About this exercise:
Restate every entry word for word.

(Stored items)
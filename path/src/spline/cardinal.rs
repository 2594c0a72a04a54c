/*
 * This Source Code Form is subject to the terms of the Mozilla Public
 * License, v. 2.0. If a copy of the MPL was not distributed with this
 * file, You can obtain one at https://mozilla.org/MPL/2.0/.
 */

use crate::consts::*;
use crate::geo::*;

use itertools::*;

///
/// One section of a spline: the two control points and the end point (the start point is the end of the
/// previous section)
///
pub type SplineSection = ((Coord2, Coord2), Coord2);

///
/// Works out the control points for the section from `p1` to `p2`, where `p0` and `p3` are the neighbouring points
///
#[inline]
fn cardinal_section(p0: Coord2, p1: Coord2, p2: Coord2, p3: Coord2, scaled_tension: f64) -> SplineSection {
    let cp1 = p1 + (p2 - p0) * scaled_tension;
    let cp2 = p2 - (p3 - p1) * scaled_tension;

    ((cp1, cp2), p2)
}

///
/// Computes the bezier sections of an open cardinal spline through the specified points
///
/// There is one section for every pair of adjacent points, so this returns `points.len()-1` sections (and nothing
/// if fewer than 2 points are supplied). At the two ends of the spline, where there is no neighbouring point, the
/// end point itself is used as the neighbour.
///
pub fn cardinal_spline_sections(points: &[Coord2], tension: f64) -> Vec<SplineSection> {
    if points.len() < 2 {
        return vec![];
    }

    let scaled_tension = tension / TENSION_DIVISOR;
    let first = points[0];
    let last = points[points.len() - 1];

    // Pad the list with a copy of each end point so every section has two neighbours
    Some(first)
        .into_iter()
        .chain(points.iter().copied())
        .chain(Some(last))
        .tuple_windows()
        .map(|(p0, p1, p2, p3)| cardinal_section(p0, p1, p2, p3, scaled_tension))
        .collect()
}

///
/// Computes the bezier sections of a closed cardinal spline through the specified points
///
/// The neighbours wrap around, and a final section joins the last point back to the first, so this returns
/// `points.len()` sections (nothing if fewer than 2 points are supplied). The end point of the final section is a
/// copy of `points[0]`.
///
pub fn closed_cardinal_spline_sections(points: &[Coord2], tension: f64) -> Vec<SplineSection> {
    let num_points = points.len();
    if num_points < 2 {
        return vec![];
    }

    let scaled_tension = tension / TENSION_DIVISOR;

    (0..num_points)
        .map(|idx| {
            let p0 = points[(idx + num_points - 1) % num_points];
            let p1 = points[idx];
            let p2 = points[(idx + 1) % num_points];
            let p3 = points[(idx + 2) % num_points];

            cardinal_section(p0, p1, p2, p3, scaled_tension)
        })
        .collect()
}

Your solution:
filename path/src/spline/cardinal.rs
repository 2594c0a72a04a54c
/*
 * This Source Code Form is subject to the terms of the Mozilla Public
 * License, v. 2.0. If a copy of the MPL was not distributed with this
 * file, You can obtain one at https://mozilla.org/MPL/2.0/.
 */

use crate::consts::*;
use crate::geo::*;

use itertools::*;

///
/// One section of a spline: the two control points and the end point (the start point is the end of the
/// previous section)
///
pub type SplineSection = ((Coord2, Coord2), Coord2);

///
/// Works out the control points for the section from `p1` to `p2`, where `p0` and `p3` are the neighbouring points
///
#[inline]
fn cardinal_section(p0: Coord2, p1: Coord2, p2: Coord2, p3: Coord2, scaled_tension: f64) -> SplineSection {
    let cp1 = p1 + (p2 - p0) * scaled_tension;
    let cp2 = p2 - (p3 - p1) * scaled_tension;

    ((cp1, cp2), p2)
}

///
/// Computes the bezier sections of an open cardinal spline through the specified points
///
/// There is one section for every pair of adjacent points, so this returns `points.len()-1` sections (and nothing
/// if fewer than 2 points are supplied). At the two ends of the spline, where there is no neighbouring point, the
/// end point itself is used as the neighbour.
///
pub fn cardinal_spline_sections(points: &[Coord2], tension: f64) -> Vec<SplineSection> {
    if points.len() < 2 {
        return vec![];
    }

    let scaled_tension = tension / TENSION_DIVISOR;
    let first = points[0];
    let last = points[points.len() - 1];

    // Pad the list with a copy of each end point so every section has two neighbours
    Some(first)
        .into_iter()
        .chain(points.iter().copied())
        .chain(Some(last))
        .tuple_windows()
        .map(|(p0, p1, p2, p3)| cardinal_section(p0, p1, p2, p3, scaled_tension))
        .collect()
}

///
/// Computes the bezier sections of a closed cardinal spline through the specified points
///
/// The neighbours wrap around, and a final section joins the last point back to the first, so this returns
/// `points.len()` sections (nothing if fewer than 2 points are supplied). The end point of the final section is a
/// copy of `points[0]`.
///
pub fn closed_cardinal_spline_sections(points: &[Coord2], tension: f64) -> Vec<SplineSection> {
    let num_points = points.len();
    if num_points < 2 {
        return vec![];
    }

    let scaled_tension = tension / TENSION_DIVISOR;

    (0..num_points)
        .map(|idx| {
            let p0 = points[(idx + num_points - 1) % num_points];
            let p1 = points[idx];
            let p2 = points[(idx + 1) % num_points];
            let p3 = points[(idx + 2) % num_points];

            cardinal_section(p0, p1, p2, p3, scaled_tension)
        })
        .collect()
}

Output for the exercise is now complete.